> _TASK TO COMPLETE_
Give an exact copy of every entry.

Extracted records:
= = = = = = =

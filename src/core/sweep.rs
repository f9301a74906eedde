use super::constants::*;
use super::geometry::Rect;

/// Quadratic ease-in-out on `[0, 1]`.
#[inline]
pub fn ease_in_out_quad(raw: f64) -> f64 {
    if raw < 0.5 {
        2.0 * raw * raw
    } else {
        1.0 - (-2.0 * raw + 2.0).powi(2) / 2.0
    }
}

/// Horizontal beam position for eased progress `t`: starts `overshoot` left of
/// the viewport and ends `overshoot` past its right edge.
#[inline]
pub fn beam_position(t: f64, viewport_width: f64, overshoot: f64) -> f64 {
    -overshoot + t * (viewport_width + overshoot * 2.0)
}

#[derive(Debug, Clone, Copy, PartialEq)]
pub enum SweepPhase {
    /// `started_at` is filled in by the first frame of the phase.
    Sweeping { started_at: Option<f64> },
    Pausing { started_at: Option<f64> },
}

/// Global sweep → pause → sweep timeline driven by animation-frame timestamps.
#[derive(Debug, Clone)]
pub struct SweepTimeline {
    phase: SweepPhase,
    sweep_ms: f64,
    pause_ms: f64,
    overshoot_px: f64,
}

impl Default for SweepTimeline {
    fn default() -> Self {
        Self::new(SWEEP_DURATION_MS, SWEEP_PAUSE_MS, BEAM_OVERSHOOT_PX)
    }
}

impl SweepTimeline {
    pub fn new(sweep_ms: f64, pause_ms: f64, overshoot_px: f64) -> Self {
        Self {
            phase: SweepPhase::Sweeping { started_at: None },
            sweep_ms,
            pause_ms,
            overshoot_px,
        }
    }

    #[inline]
    pub fn phase(&self) -> SweepPhase {
        self.phase
    }

    /// Advances the timeline to `ts` (milliseconds) and returns the beam
    /// position to broadcast, or `None` while pausing.
    pub fn tick(&mut self, ts: f64, viewport_width: f64) -> Option<f64> {
        match &mut self.phase {
            SweepPhase::Pausing { started_at } => {
                let start = *started_at.get_or_insert(ts);
                if ts - start >= self.pause_ms {
                    self.phase = SweepPhase::Sweeping { started_at: None };
                }
                None
            }
            SweepPhase::Sweeping { started_at } => {
                let start = *started_at.get_or_insert(ts);
                let raw = ((ts - start) / self.sweep_ms).clamp(0.0, 1.0);
                let px = beam_position(ease_in_out_quad(raw), viewport_width, self.overshoot_px);
                if raw >= 1.0 {
                    self.phase = SweepPhase::Pausing { started_at: None };
                }
                Some(px)
            }
        }
    }
}

/// Beam values written on one chrome-styled element.
#[derive(Debug, Clone, Copy, PartialEq, Eq)]
pub struct BeamStyle {
    pub offset_x: i64,
    pub offset_y: i64,
    pub beam_pos: i64,
}

impl BeamStyle {
    pub fn new(element: &Rect, beam_px: f64) -> Self {
        Self {
            offset_x: element.left.round() as i64,
            offset_y: element.top.round() as i64,
            beam_pos: beam_px.round() as i64,
        }
    }

    pub fn properties(&self) -> [(&'static str, String); 3] {
        [
            (PROP_BEAM_OFFSET_X, self.offset_x.to_string()),
            (PROP_BEAM_OFFSET_Y, self.offset_y.to_string()),
            (PROP_BEAM_POS, self.beam_pos.to_string()),
        ]
    }
}
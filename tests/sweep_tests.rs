// Host-side tests for the glint sweep timeline.
// The main crate is wasm-only, so we include the pure-Rust modules directly.

#![allow(dead_code)]
mod constants {
    include!("../src/core/constants.rs");
}
mod geometry {
    include!("../src/core/geometry.rs");
}
mod sweep {
    include!("../src/core/sweep.rs");
}

use geometry::Rect;
use sweep::*;

const EPS: f64 = 1e-9;

#[test]
fn easing_hits_fixed_points() {
    assert!(ease_in_out_quad(0.0).abs() < EPS);
    assert!((ease_in_out_quad(0.5) - 0.5).abs() < EPS);
    assert!((ease_in_out_quad(1.0) - 1.0).abs() < EPS);
}

#[test]
fn easing_is_monotonic() {
    let mut prev = ease_in_out_quad(0.0);
    for i in 1..=1000 {
        let t = ease_in_out_quad(i as f64 / 1000.0);
        assert!(t > prev, "easing not increasing at step {i}");
        prev = t;
    }
}

#[test]
fn beam_clears_both_edges_for_any_width() {
    for vw in [0.0, 320.0, 1200.0, 2560.0] {
        assert!((beam_position(0.0, vw, 300.0) + 300.0).abs() < EPS);
        assert!((beam_position(1.0, vw, 300.0) - (vw + 300.0)).abs() < EPS);
    }
}

#[test]
fn beam_at_half_progress() {
    let t = ease_in_out_quad(0.5);
    assert!((beam_position(t, 1200.0, 300.0) - 600.0).abs() < EPS);
}

#[test]
fn timeline_sweeps_then_pauses_then_restarts() {
    let mut tl = SweepTimeline::default();
    let vw = 1200.0;

    // First frame pins the start time
    assert_eq!(tl.tick(1_000.0, vw), Some(-300.0));
    let mid = tl.tick(6_500.0, vw).unwrap();
    assert!((mid - 600.0).abs() < EPS);
    assert!(matches!(tl.phase(), SweepPhase::Sweeping { started_at: Some(s) } if s == 1_000.0));

    // raw reaches 1: last sweep frame is still written, then the pause begins
    let end = tl.tick(12_000.0, vw).unwrap();
    assert!((end - 1_500.0).abs() < EPS);
    assert_eq!(tl.phase(), SweepPhase::Pausing { started_at: None });

    // Pause frames write nothing; the pause clock starts on the first one
    assert_eq!(tl.tick(12_016.0, vw), None);
    assert_eq!(tl.tick(13_515.0, vw), None);
    assert!(matches!(tl.phase(), SweepPhase::Pausing { .. }));
    assert_eq!(tl.tick(13_516.0, vw), None);
    assert_eq!(tl.phase(), SweepPhase::Sweeping { started_at: None });

    // Fresh sweep from the left edge
    assert_eq!(tl.tick(13_532.0, vw), Some(-300.0));
}

#[test]
fn late_frames_clamp_progress() {
    let mut tl = SweepTimeline::new(1_000.0, 500.0, 300.0);
    assert_eq!(tl.tick(0.0, 800.0), Some(-300.0));
    // A long stall (e.g. background tab) still ends exactly at the far edge
    let px = tl.tick(60_000.0, 800.0).unwrap();
    assert!((px - 1_100.0).abs() < EPS);
    assert!(matches!(tl.phase(), SweepPhase::Pausing { .. }));
}

#[test]
fn beam_style_rounds_to_integers() {
    let style = BeamStyle::new(&Rect::new(10.4, 20.6, 100.0, 40.0), 599.5);
    assert_eq!(
        style,
        BeamStyle {
            offset_x: 10,
            offset_y: 21,
            beam_pos: 600,
        }
    );
    let props = style.properties();
    assert_eq!(props[0], ("--beam-offset-x", "10".to_string()));
    assert_eq!(props[1], ("--beam-offset-y", "21".to_string()));
    assert_eq!(props[2], ("--beam-pos", "600".to_string()));

    let neg = BeamStyle::new(&Rect::new(-0.4, 0.0, 1.0, 1.0), -300.0);
    assert_eq!(neg.offset_x, 0);
    assert_eq!(neg.beam_pos, -300);
}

= = = = = = =

> _RESPONSE AREA_
filename src/core/sweep.rs
repository f9301a74906eedde
use super::constants::*;
use super::geometry::Rect;

/// Quadratic ease-in-out on `[0, 1]`.
#[inline]
pub fn ease_in_out_quad(raw: f64) -> f64 {
    if raw < 0.5 {
        2.0 * raw * raw
    } else {
        1.0 - (-2.0 * raw + 2.0).powi(2) / 2.0
    }
}

/// Horizontal beam position for eased progress `t`: starts `overshoot` left of
/// the viewport and ends `overshoot` past its right edge.
#[inline]
pub fn beam_position(t: f64, viewport_width: f64, overshoot: f64) -> f64 {
    -overshoot + t * (viewport_width + overshoot * 2.0)
}

#[derive(Debug, Clone, Copy, PartialEq)]
pub enum SweepPhase {
    /// `started_at` is filled in by the first frame of the phase.
    Sweeping { started_at: Option<f64> },
    Pausing { started_at: Option<f64> },
}

/// Global sweep → pause → sweep timeline driven by animation-frame timestamps.
#[derive(Debug, Clone)]
pub struct SweepTimeline {
    phase: SweepPhase,
    sweep_ms: f64,
    pause_ms: f64,
    overshoot_px: f64,
}

impl Default for SweepTimeline {
    fn default() -> Self {
        Self::new(SWEEP_DURATION_MS, SWEEP_PAUSE_MS, BEAM_OVERSHOOT_PX)
    }
}

impl SweepTimeline {
    pub fn new(sweep_ms: f64, pause_ms: f64, overshoot_px: f64) -> Self {
        Self {
            phase: SweepPhase::Sweeping { started_at: None },
            sweep_ms,
            pause_ms,
            overshoot_px,
        }
    }

    #[inline]
    pub fn phase(&self) -> SweepPhase {
        self.phase
    }

    /// Advances the timeline to `ts` (milliseconds) and returns the beam
    /// position to broadcast, or `None` while pausing.
    pub fn tick(&mut self, ts: f64, viewport_width: f64) -> Option<f64> {
        match &mut self.phase {
            SweepPhase::Pausing { started_at } => {
                let start = *started_at.get_or_insert(ts);
                if ts - start >= self.pause_ms {
                    self.phase = SweepPhase::Sweeping { started_at: None };
                }
                None
            }
            SweepPhase::Sweeping { started_at } => {
                let start = *started_at.get_or_insert(ts);
                let raw = ((ts - start) / self.sweep_ms).clamp(0.0, 1.0);
                let px = beam_position(ease_in_out_quad(raw), viewport_width, self.overshoot_px);
                if raw >= 1.0 {
                    self.phase = SweepPhase::Pausing { started_at: None };
                }
                Some(px)
            }
        }
    }
}

/// Beam values written on one chrome-styled element.
#[derive(Debug, Clone, Copy, PartialEq, Eq)]
pub struct BeamStyle {
    pub offset_x: i64,
    pub offset_y: i64,
    pub beam_pos: i64,
}

impl BeamStyle {
    pub fn new(element: &Rect, beam_px: f64) -> Self {
        Self {
            offset_x: element.left.round() as i64,
            offset_y: element.top.round() as i64,
            beam_pos: beam_px.round() as i64,
        }
    }

    pub fn properties(&self) -> [(&'static str, String); 3] {
        [
            (PROP_BEAM_OFFSET_X, self.offset_x.to_string()),
            (PROP_BEAM_OFFSET_Y, self.offset_y.to_string()),
            (PROP_BEAM_POS, self.beam_pos.to_string()),
        ]
    }
}
filename tests/sweep_tests.rs
// Host-side tests for the glint sweep timeline.
// The main crate is wasm-only, so we include the pure-Rust modules directly.

#![allow(dead_code)]
mod constants {
    include!("../src/core/constants.rs");
}
mod geometry {
    include!("../src/core/geometry.rs");
}
mod sweep {
    include!("../src/core/sweep.rs");
}

use geometry::Rect;
use sweep::*;

const EPS: f64 = 1e-9;

#[test]
fn easing_hits_fixed_points() {
    assert!(ease_in_out_quad(0.0).abs() < EPS);
    assert!((ease_in_out_quad(0.5) - 0.5).abs() < EPS);
    assert!((ease_in_out_quad(1.0) - 1.0).abs() < EPS);
}

#[test]
fn easing_is_monotonic() {
    let mut prev = ease_in_out_quad(0.0);
    for i in 1..=1000 {
        let t = ease_in_out_quad(i as f64 / 1000.0);
        assert!(t > prev, "easing not increasing at step {i}");
        prev = t;
    }
}

#[test]
fn beam_clears_both_edges_for_any_width() {
    for vw in [0.0, 320.0, 1200.0, 2560.0] {
        assert!((beam_position(0.0, vw, 300.0) + 300.0).abs() < EPS);
        assert!((beam_position(1.0, vw, 300.0) - (vw + 300.0)).abs() < EPS);
    }
}

#[test]
fn beam_at_half_progress() {
    let t = ease_in_out_quad(0.5);
    assert!((beam_position(t, 1200.0, 300.0) - 600.0).abs() < EPS);
}

#[test]
fn timeline_sweeps_then_pauses_then_restarts() {
    let mut tl = SweepTimeline::default();
    let vw = 1200.0;

    // First frame pins the start time
    assert_eq!(tl.tick(1_000.0, vw), Some(-300.0));
    let mid = tl.tick(6_500.0, vw).unwrap();
    assert!((mid - 600.0).abs() < EPS);
    assert!(matches!(tl.phase(), SweepPhase::Sweeping { started_at: Some(s) } if s == 1_000.0));

    // raw reaches 1: last sweep frame is still written, then the pause begins
    let end = tl.tick(12_000.0, vw).unwrap();
    assert!((end - 1_500.0).abs() < EPS);
    assert_eq!(tl.phase(), SweepPhase::Pausing { started_at: None });

    // Pause frames write nothing; the pause clock starts on the first one
    assert_eq!(tl.tick(12_016.0, vw), None);
    assert_eq!(tl.tick(13_515.0, vw), None);
    assert!(matches!(tl.phase(), SweepPhase::Pausing { .. }));
    assert_eq!(tl.tick(13_516.0, vw), None);
    assert_eq!(tl.phase(), SweepPhase::Sweeping { started_at: None });

    // Fresh sweep from the left edge
    assert_eq!(tl.tick(13_532.0, vw), Some(-300.0));
}

#[test]
fn late_frames_clamp_progress() {
    let mut tl = SweepTimeline::new(1_000.0, 500.0, 300.0);
    assert_eq!(tl.tick(0.0, 800.0), Some(-300.0));
    // A long stall (e.g. background tab) still ends exactly at the far edge
    let px = tl.tick(60_000.0, 800.0).unwrap();
    assert!((px - 1_100.0).abs() < EPS);
    assert!(matches!(tl.phase(), SweepPhase::Pausing { .. }));
}

#[test]
fn beam_style_rounds_to_integers() {
    let style = BeamStyle::new(&Rect::new(10.4, 20.6, 100.0, 40.0), 599.5);
    assert_eq!(
        style,
        BeamStyle {
            offset_x: 10,
            offset_y: 21,
            beam_pos: 600,
        }
    );
    let props = style.properties();
    assert_eq!(props[0], ("--beam-offset-x", "10".to_string()));
    assert_eq!(props[1], ("--beam-offset-y", "21".to_string()));
    assert_eq!(props[2], ("--beam-pos", "600".to_string()));

    let neg = BeamStyle::new(&Rect::new(-0.4, 0.0, 1.0, 1.0), -300.0);
    assert_eq!(neg.offset_x, 0);
    assert_eq!(neg.beam_pos, -300);
}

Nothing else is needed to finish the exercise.